Granted, I was in the privileged position of only having it as a side income
while studying so I never expected any job security to begin with. In that
context it was great though.

------
zhte415
Google outsource work to shoddy companies then? And bask in glory of $item

Mechanical Turks exist across industry. From a governance perspective, that
manual processes exist is a huge problem for control of operational risk, but
when outsourced to a service provider, who knows? This is where strong
policies need to exist.

Example (a system I was to come to hear of): Outsourced signature recognition
system. Three years paying a team of 5 developers that created nothing (that
worked even coherently).
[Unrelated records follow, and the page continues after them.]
//! The storage engine.
//!
//! One [`Shard`] per data type bundles everything that type's reader/writer
//! lock protects: the in-memory index, the active log file, and the sealed
//! files. Reads take the lock in shared mode, writes and GC relocations in
//! exclusive mode.
//!
//! ```text
//!             EmberDb
//!   ┌───────────┼──────────────────┐
//!   │           │                  │
//! Shard<StringIndex>  …  Shard<ZSetIndex>     (one per data type)
//!   │
//!   ├─ RwLock ─ index + active LogFile + sealed LogFiles
//!   └─ Discard (slot file + listener thread)
//! ```

pub mod gc;
pub mod hash;
pub mod list;
pub mod recovery;
pub mod set;
pub mod strs;
pub mod zset;

use std::collections::BTreeMap;
use std::fs;
use std::io::Read;
use std::path::Path;
use std::sync::atomic::AtomicBool;
use std::sync::{Arc, Mutex, RwLock};
use std::time::Instant;

use crate::config::{IndexMode, Options};
use crate::discard::Discard;
use crate::error::{Error, Result};
use crate::flock::FileLock;
use crate::index::{HashIndex, ListIndex, SetIndex, StringIndex, ValueLocator, ZSetIndex};
use crate::logfile::{DataKind, LogEntry, LogFile};

/// State guarded by a data type's reader/writer lock.
pub(crate) struct ShardInner<I> {
    pub index: I,
    pub active: Arc<LogFile>,
    pub sealed: BTreeMap<u32, Arc<LogFile>>,
}

/// Everything one data type owns.
pub(crate) struct Shard<I> {
    pub kind: DataKind,
    pub inner: RwLock<ShardInner<I>>,
    pub discard: Discard,
    /// One GC pass per type at a time.
    pub gc_running: AtomicBool,
}

/// Appends an entry to the shard's active file, rotating first if the
/// write would overflow it. Callers hold the shard's write lock.
pub(crate) fn append_entry<I>(
    shard: &Shard<I>,
    inner: &mut ShardInner<I>,
    opts: &Options,
    entry: &LogEntry,
) -> Result<ValueLocator> {
    let buf = entry.encode();
    let size = buf.len() as u64;
    if size > opts.log_file_size_threshold {
        return Err(Error::Io(format!(
            "entry of {size} bytes exceeds the log file size threshold"
        )));
    }
    if inner.active.write_offset() + size > opts.log_file_size_threshold {
        rotate(shard, inner, opts)?;
    }

    let offset = inner.active.append(&buf)?;
    if opts.sync {
        inner.active.sync()?;
    }
    Ok(ValueLocator::new(inner.active.file_id(), offset, size))
}

fn rotate<I>(shard: &Shard<I>, inner: &mut ShardInner<I>, opts: &Options) -> Result<()> {
    inner.active.sync()?;

    let next_id = inner.active.file_id() + 1;
    let dir = opts.db_path.join(shard.kind.name());
    let new = LogFile::open(
        &dir,
        shard.kind,
        next_id,
        opts.io_type,
        opts.log_file_size_threshold,
    )?;
    shard.discard.set_total(next_id, opts.log_file_size_threshold)?;
    tracing::debug!(
        kind = shard.kind.name(),
        file_id = next_id,
        "rotated active log file"
    );

    let old = std::mem::replace(&mut inner.active, Arc::new(new));
    inner.sealed.insert(old.file_id(), old);
    Ok(())
}

/// Reads the log entry a locator points at.
pub(crate) fn read_entry_at<I>(inner: &ShardInner<I>, loc: &ValueLocator) -> Result<LogEntry> {
    let file = if inner.active.file_id() == loc.file_id {
        &inner.active
    } else {
        inner
            .sealed
            .get(&loc.file_id)
            .ok_or(Error::LogFileNotFound(loc.file_id))?
    };
    let (entry, _) = file.read(loc.offset)?;
    Ok(entry)
}

/// Resolves a locator to its value: the cached copy in `KeyValue` mode,
/// the log otherwise.
pub(crate) fn read_value<I>(inner: &ShardInner<I>, loc: &ValueLocator) -> Result<Vec<u8>> {
    if let Some(value) = &loc.value {
        return Ok(value.clone());
    }
    Ok(read_entry_at(inner, loc)?.value)
}

/// Attaches a cached value to a locator in `KeyValue` mode.
pub(crate) fn cache_value(mut loc: ValueLocator, mode: IndexMode, value: &[u8]) -> ValueLocator {
    if mode == IndexMode::KeyValue {
        loc.value = Some(value.to_vec());
    }
    loc
}

/// An embedded multi-structure key-value store over append-only logs.
///
/// Safe for concurrent use from many threads; all operations run to
/// completion or return an error.
impl std::fmt::Debug for EmberDb {
    fn fmt(&self, f: &mut std::fmt::Formatter<'_>) -> std::fmt::Result {
        f.debug_struct("EmberDb").finish_non_exhaustive()
    }
}

pub struct EmberDb {
    pub(crate) opts: Options,
    lock: Mutex<Option<FileLock>>,
    pub(crate) strs: Shard<StringIndex>,
    pub(crate) lists: Shard<ListIndex>,
    pub(crate) hashes: Shard<HashIndex>,
    pub(crate) sets: Shard<SetIndex>,
    pub(crate) zsets: Shard<ZSetIndex>,
}

impl EmberDb {
    /// Opens (creating if needed) the database rooted at
    /// `options.db_path`, replaying every log file to rebuild the
    /// indices. Fails if another process holds the directory.
    pub fn open(opts: Options) -> Result<Self> {
        opts.validate()?;
        fs::create_dir_all(&opts.db_path)?;
        let lock = FileLock::acquire(&opts.db_path)?;

        let started = Instant::now();
        let db = Self {
            strs: recovery::load_shard(&opts, DataKind::String)?,
            lists: recovery::load_shard(&opts, DataKind::List)?,
            hashes: recovery::load_shard(&opts, DataKind::Hash)?,
            sets: recovery::load_shard(&opts, DataKind::Set)?,
            zsets: recovery::load_shard(&opts, DataKind::ZSet)?,
            lock: Mutex::new(Some(lock)),
            opts,
        };
        tracing::info!(
            path = %db.opts.db_path.display(),
            elapsed = ?started.elapsed(),
            "opened database"
        );
        Ok(db)
    }

    pub fn options(&self) -> &Options {
        &self.opts
    }

    /// Flushes every active log file and discard table.
    pub fn sync(&self) -> Result<()> {
        sync_shard(&self.strs)?;
        sync_shard(&self.lists)?;
        sync_shard(&self.hashes)?;
        sync_shard(&self.sets)?;
        sync_shard(&self.zsets)?;
        Ok(())
    }

    pub(crate) fn sync_discards(&self) -> Result<()> {
        self.strs.discard.sync()?;
        self.lists.discard.sync()?;
        self.hashes.discard.sync()?;
        self.sets.discard.sync()?;
        self.zsets.discard.sync()?;
        Ok(())
    }

    /// Flushes and trims every log file, stops the discard listeners, and
    /// releases the directory lock. Idempotent; the handle must not be
    /// used afterwards.
    pub fn close(&self) -> Result<()> {
        close_shard(&self.strs)?;
        close_shard(&self.lists)?;
        close_shard(&self.hashes)?;
        close_shard(&self.sets)?;
        close_shard(&self.zsets)?;
        // Dropping the lock releases the directory to other processes.
        self.lock.lock()?.take();
        tracing::info!(path = %self.opts.db_path.display(), "closed database");
        Ok(())
    }

    /// Copies the database into `dir` while all five types are
    /// write-locked, yielding a directory a fresh instance can open.
    pub fn backup(&self, dir: impl AsRef<Path>) -> Result<()> {
        let target = dir.as_ref();
        fs::create_dir_all(target)?;

        // Exclusive over every type for a consistent cut.
        let strs = self.strs.inner.write()?;
        let lists = self.lists.inner.write()?;
        let hashes = self.hashes.inner.write()?;
        let sets = self.sets.inner.write()?;
        let zsets = self.zsets.inner.write()?;

        backup_shard(&self.strs, &strs, &self.opts, target)?;
        backup_shard(&self.lists, &lists, &self.opts, target)?;
        backup_shard(&self.hashes, &hashes, &self.opts, target)?;
        backup_shard(&self.sets, &sets, &self.opts, target)?;
        backup_shard(&self.zsets, &zsets, &self.opts, target)?;
        Ok(())
    }
}

impl Drop for EmberDb {
    fn drop(&mut self) {
        let needs_close = self.lock.lock().map(|l| l.is_some()).unwrap_or(false);
        if needs_close {
            // Not closed explicitly; flush what we can.
            let _ = self.close();
        }
    }
}

fn sync_shard<I>(shard: &Shard<I>) -> Result<()> {
    {
        let inner = shard.inner.read()?;
        inner.active.sync()?;
    }
    shard.discard.sync()
}

fn close_shard<I>(shard: &Shard<I>) -> Result<()> {
    {
        let inner = shard.inner.read()?;
        inner.active.close()?;
        for file in inner.sealed.values() {
            file.close()?;
        }
    }
    shard.discard.close()
}

fn backup_shard<I>(
    shard: &Shard<I>,
    inner: &ShardInner<I>,
    opts: &Options,
    target: &Path,
) -> Result<()> {
    inner.active.sync()?;
    shard.discard.sync()?;

    let kind_dir = target.join(shard.kind.name());
    fs::create_dir_all(&kind_dir)?;

    // Copy log files only up to their data size; a memory-mapped active
    // file is threshold-sized on disk.
    for file in inner.sealed.values().chain([&inner.active]) {
        let name = shard.kind.log_file_name(file.file_id());
        copy_prefix(file.path(), &kind_dir.join(name), file.write_offset())?;
    }

    let discard_name = shard.kind.discard_file_name();
    let src = opts.db_path.join(shard.kind.name()).join(&discard_name);
    fs::copy(&src, kind_dir.join(&discard_name))?;
    Ok(())
}

fn copy_prefix(src: &Path, dst: &Path, len: u64) -> Result<()> {
    let mut reader = fs::File::open(src)?.take(len);
    let mut writer = fs::File::create(dst)?;
    std::io::copy(&mut reader, &mut writer)?;
    writer.sync_all()?;
    Ok(())
}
Manager announced system successful, with XUZ
maintenance costs for database, etc. These maintenance costs were 6 people on
24 hour staggered shifts looking at scanned copies/images of signatures in
(near) real-time. Ideal solution didn't exist, so use management skill and
create a budget that covers this up. Indeed, this is fraud, but 'back in the
day' apparently; probably less than 8 years ago.

Only after 'working' effectively for 4+ years was this discovered via internal
audit.

------
ksk
I'm no fan of Google, but I don't agree with the idea that Google is obligated
to have them as employees. If anything, it just shows the BS of the whole AI
narrative that a lot of startups (also non startups like MS/FB/Google) have
been trying to push.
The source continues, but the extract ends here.